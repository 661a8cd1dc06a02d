// SPDX-License-Identifier: BUSL-1.1
// Copyright (c) 2026 Alfred Jean LLC

//! Typed row ↔ domain mapping for `quarantine_jobs` and `quarantine_files`.

use sqlx::{Row, SqlitePool};
use vault_core::ids::{QuarantineFileId, QuarantineJobId};
use vault_core::quarantine::{
    QuarantineFile, QuarantineFilePaths, QuarantineFileStatus, QuarantineJob, QuarantineJobStatus, Severity,
    SourceType,
};

use crate::StorageError;

fn job_status_to_str(s: QuarantineJobStatus) -> &'static str {
    match s {
        QuarantineJobStatus::Pending => "pending",
        QuarantineJobStatus::Scanning => "scanning",
        QuarantineJobStatus::Completed => "completed",
    }
}

fn job_status_from_str(s: &str) -> Result<QuarantineJobStatus, StorageError> {
    Ok(match s {
        "pending" => QuarantineJobStatus::Pending,
        "scanning" => QuarantineJobStatus::Scanning,
        "completed" => QuarantineJobStatus::Completed,
        other => return Err(StorageError::Decode(format!("unknown quarantine job status {other}"))),
    })
}

fn source_type_to_str(s: SourceType) -> &'static str {
    match s {
        SourceType::Upload => "upload",
        SourceType::UsbPath => "usb_path",
        SourceType::ModelImport => "model_import",
    }
}

fn source_type_from_str(s: &str) -> Result<SourceType, StorageError> {
    Ok(match s {
        "upload" => SourceType::Upload,
        "usb_path" => SourceType::UsbPath,
        "model_import" => SourceType::ModelImport,
        other => return Err(StorageError::Decode(format!("unknown source type {other}"))),
    })
}

fn file_status_to_str(s: QuarantineFileStatus) -> &'static str {
    match s {
        QuarantineFileStatus::Pending => "pending",
        QuarantineFileStatus::Scanning => "scanning",
        QuarantineFileStatus::Clean => "clean",
        QuarantineFileStatus::Held => "held",
        QuarantineFileStatus::Approved => "approved",
        QuarantineFileStatus::Rejected => "rejected",
    }
}

fn file_status_from_str(s: &str) -> Result<QuarantineFileStatus, StorageError> {
    Ok(match s {
        "pending" => QuarantineFileStatus::Pending,
        "scanning" => QuarantineFileStatus::Scanning,
        "clean" => QuarantineFileStatus::Clean,
        "held" => QuarantineFileStatus::Held,
        "approved" => QuarantineFileStatus::Approved,
        "rejected" => QuarantineFileStatus::Rejected,
        other => return Err(StorageError::Decode(format!("unknown quarantine file status {other}"))),
    })
}

fn severity_to_str(s: Severity) -> &'static str {
    match s {
        Severity::None => "none",
        Severity::Low => "low",
        Severity::Medium => "medium",
        Severity::High => "high",
        Severity::Critical => "critical",
    }
}

fn severity_from_str(s: &str) -> Result<Severity, StorageError> {
    Ok(match s {
        "none" => Severity::None,
        "low" => Severity::Low,
        "medium" => Severity::Medium,
        "high" => Severity::High,
        "critical" => Severity::Critical,
        other => return Err(StorageError::Decode(format!("unknown severity {other}"))),
    })
}

fn row_to_job(row: &sqlx::sqlite::SqliteRow) -> Result<QuarantineJob, StorageError> {
    Ok(QuarantineJob {
        id: QuarantineJobId::new(row.try_get::<String, _>("id")?),
        status: job_status_from_str(row.try_get::<String, _>("status")?.as_str())?,
        total_files: row.try_get::<i64, _>("total_files")? as u32,
        files_completed: row.try_get::<i64, _>("files_completed")? as u32,
        files_flagged: row.try_get::<i64, _>("files_flagged")? as u32,
        files_clean: row.try_get::<i64, _>("files_clean")? as u32,
        source_type: source_type_from_str(row.try_get::<String, _>("source_type")?.as_str())?,
        submitted_by: row.try_get("submitted_by")?,
        created_at: row.try_get("created_at")?,
        completed_at: row.try_get("completed_at")?,
    })
}

pub async fn insert_job(pool: &SqlitePool, job: &QuarantineJob) -> Result<(), StorageError> {
    sqlx::query(
        "INSERT INTO quarantine_jobs
         (id, status, total_files, files_completed, files_flagged, files_clean, source_type,
          submitted_by, created_at, completed_at) VALUES (?,?,?,?,?,?,?,?,?,?)",
    )
    .bind(job.id.as_str())
    .bind(job_status_to_str(job.status))
    .bind(job.total_files as i64)
    .bind(job.files_completed as i64)
    .bind(job.files_flagged as i64)
    .bind(job.files_clean as i64)
    .bind(source_type_to_str(job.source_type))
    .bind(&job.submitted_by)
    .bind(job.created_at)
    .bind(job.completed_at)
    .execute(pool)
    .await?;
    Ok(())
}

pub async fn update_job(pool: &SqlitePool, job: &QuarantineJob) -> Result<(), StorageError> {
    sqlx::query(
        "UPDATE quarantine_jobs SET status=?, files_completed=?, files_flagged=?, files_clean=?,
         completed_at=? WHERE id=?",
    )
    .bind(job_status_to_str(job.status))
    .bind(job.files_completed as i64)
    .bind(job.files_flagged as i64)
    .bind(job.files_clean as i64)
    .bind(job.completed_at)
    .bind(job.id.as_str())
    .execute(pool)
    .await?;
    Ok(())
}

pub async fn get_job(pool: &SqlitePool, id: &QuarantineJobId) -> Result<Option<QuarantineJob>, StorageError> {
    let row = sqlx::query("SELECT * FROM quarantine_jobs WHERE id = ?")
        .bind(id.as_str())
        .fetch_optional(pool)
        .await?;
    row.as_ref().map(row_to_job).transpose()
}

fn row_to_file(row: &sqlx::sqlite::SqliteRow) -> Result<QuarantineFile, StorageError> {
    Ok(QuarantineFile {
        id: QuarantineFileId::new(row.try_get::<String, _>("id")?),
        job_id: QuarantineJobId::new(row.try_get::<String, _>("job_id")?),
        original_filename: row.try_get("original_filename")?,
        file_size: row.try_get::<i64, _>("file_size")? as u64,
        mime_type: row.try_get("mime_type")?,
        sha256_hash: row.try_get("sha256_hash")?,
        status: file_status_from_str(row.try_get::<String, _>("status")?.as_str())?,
        current_stage: row.try_get("current_stage")?,
        risk_severity: severity_from_str(row.try_get::<String, _>("risk_severity")?.as_str())?,
        findings: serde_json::from_str(row.try_get::<String, _>("findings_blob")?.as_str())?,
        paths: QuarantineFilePaths {
            quarantine: row.try_get("quarantine_path")?,
            sanitized: row.try_get("sanitized_path")?,
            destination: row.try_get("destination_path")?,
        },
        review_reason: row.try_get("review_reason")?,
        reviewed_by: row.try_get("reviewed_by")?,
        reviewed_at: row.try_get("reviewed_at")?,
        created_at: row.try_get("created_at")?,
        updated_at: row.try_get("updated_at")?,
    })
}

pub async fn insert_file(pool: &SqlitePool, file: &QuarantineFile) -> Result<(), StorageError> {
    sqlx::query(
        "INSERT INTO quarantine_files
         (id, job_id, original_filename, file_size, mime_type, sha256_hash, status, current_stage,
          risk_severity, findings_blob, quarantine_path, sanitized_path, destination_path,
          review_reason, reviewed_by, reviewed_at, created_at, updated_at)
         VALUES (?,?,?,?,?,?,?,?,?,?,?,?,?,?,?,?,?,?)",
    )
    .bind(file.id.as_str())
    .bind(file.job_id.as_str())
    .bind(&file.original_filename)
    .bind(file.file_size as i64)
    .bind(&file.mime_type)
    .bind(&file.sha256_hash)
    .bind(file_status_to_str(file.status))
    .bind(&file.current_stage)
    .bind(severity_to_str(file.risk_severity))
    .bind(serde_json::to_string(&file.findings)?)
    .bind(&file.paths.quarantine)
    .bind(&file.paths.sanitized)
    .bind(&file.paths.destination)
    .bind(&file.review_reason)
    .bind(&file.reviewed_by)
    .bind(file.reviewed_at)
    .bind(file.created_at)
    .bind(file.updated_at)
    .execute(pool)
    .await?;
    Ok(())
}

pub async fn update_file(pool: &SqlitePool, file: &QuarantineFile) -> Result<(), StorageError> {
    sqlx::query(
        "UPDATE quarantine_files SET status=?, current_stage=?, risk_severity=?, findings_blob=?,
         sanitized_path=?, destination_path=?, review_reason=?, reviewed_by=?, reviewed_at=?,
         updated_at=? WHERE id=?",
    )
    .bind(file_status_to_str(file.status))
    .bind(&file.current_stage)
    .bind(severity_to_str(file.risk_severity))
    .bind(serde_json::to_string(&file.findings)?)
    .bind(&file.paths.sanitized)
    .bind(&file.paths.destination)
    .bind(&file.review_reason)
    .bind(&file.reviewed_by)
    .bind(file.reviewed_at)
    .bind(file.updated_at)
    .bind(file.id.as_str())
    .execute(pool)
    .await?;
    Ok(())
}

pub async fn get_file(pool: &SqlitePool, id: &QuarantineFileId) -> Result<Option<QuarantineFile>, StorageError> {
    let row = sqlx::query("SELECT * FROM quarantine_files WHERE id = ?")
        .bind(id.as_str())
        .fetch_optional(pool)
        .await?;
    row.as_ref().map(row_to_file).transpose()
}

pub async fn files_for_job(pool: &SqlitePool, job_id: &QuarantineJobId) -> Result<Vec<QuarantineFile>, StorageError> {
    let rows = sqlx::query("SELECT * FROM quarantine_files WHERE job_id = ? ORDER BY created_at")
        .bind(job_id.as_str())
        .fetch_all(pool)
        .await?;
    rows.iter().map(row_to_file).collect()
}

pub async fn held_files(pool: &SqlitePool) -> Result<Vec<QuarantineFile>, StorageError> {
    let rows = sqlx::query("SELECT * FROM quarantine_files WHERE status = 'held' ORDER BY created_at")
        .fetch_all(pool)
        .await?;
    rows.iter().map(row_to_file).collect()
}

#[cfg(test)]
#[path = "quarantine_tests.rs"]
mod tests;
+ + + +
What you should do: Beginning at the top of the entries above, output each line exactly, and end with the line in which "use crate::StorageError;" appears.

Result of the task:
repository 661a8cd1dc06a02d
// SPDX-License-Identifier: BUSL-1.1
// Copyright (c) 2026 Alfred Jean LLC

//! Typed row ↔ domain mapping for `quarantine_jobs` and `quarantine_files`.

use sqlx::{Row, SqlitePool};
use vault_core::ids::{QuarantineFileId, QuarantineJobId};
use vault_core::quarantine::{
    QuarantineFile, QuarantineFilePaths, QuarantineFileStatus, QuarantineJob, QuarantineJobStatus, Severity,
    SourceType,
};

use crate::StorageError;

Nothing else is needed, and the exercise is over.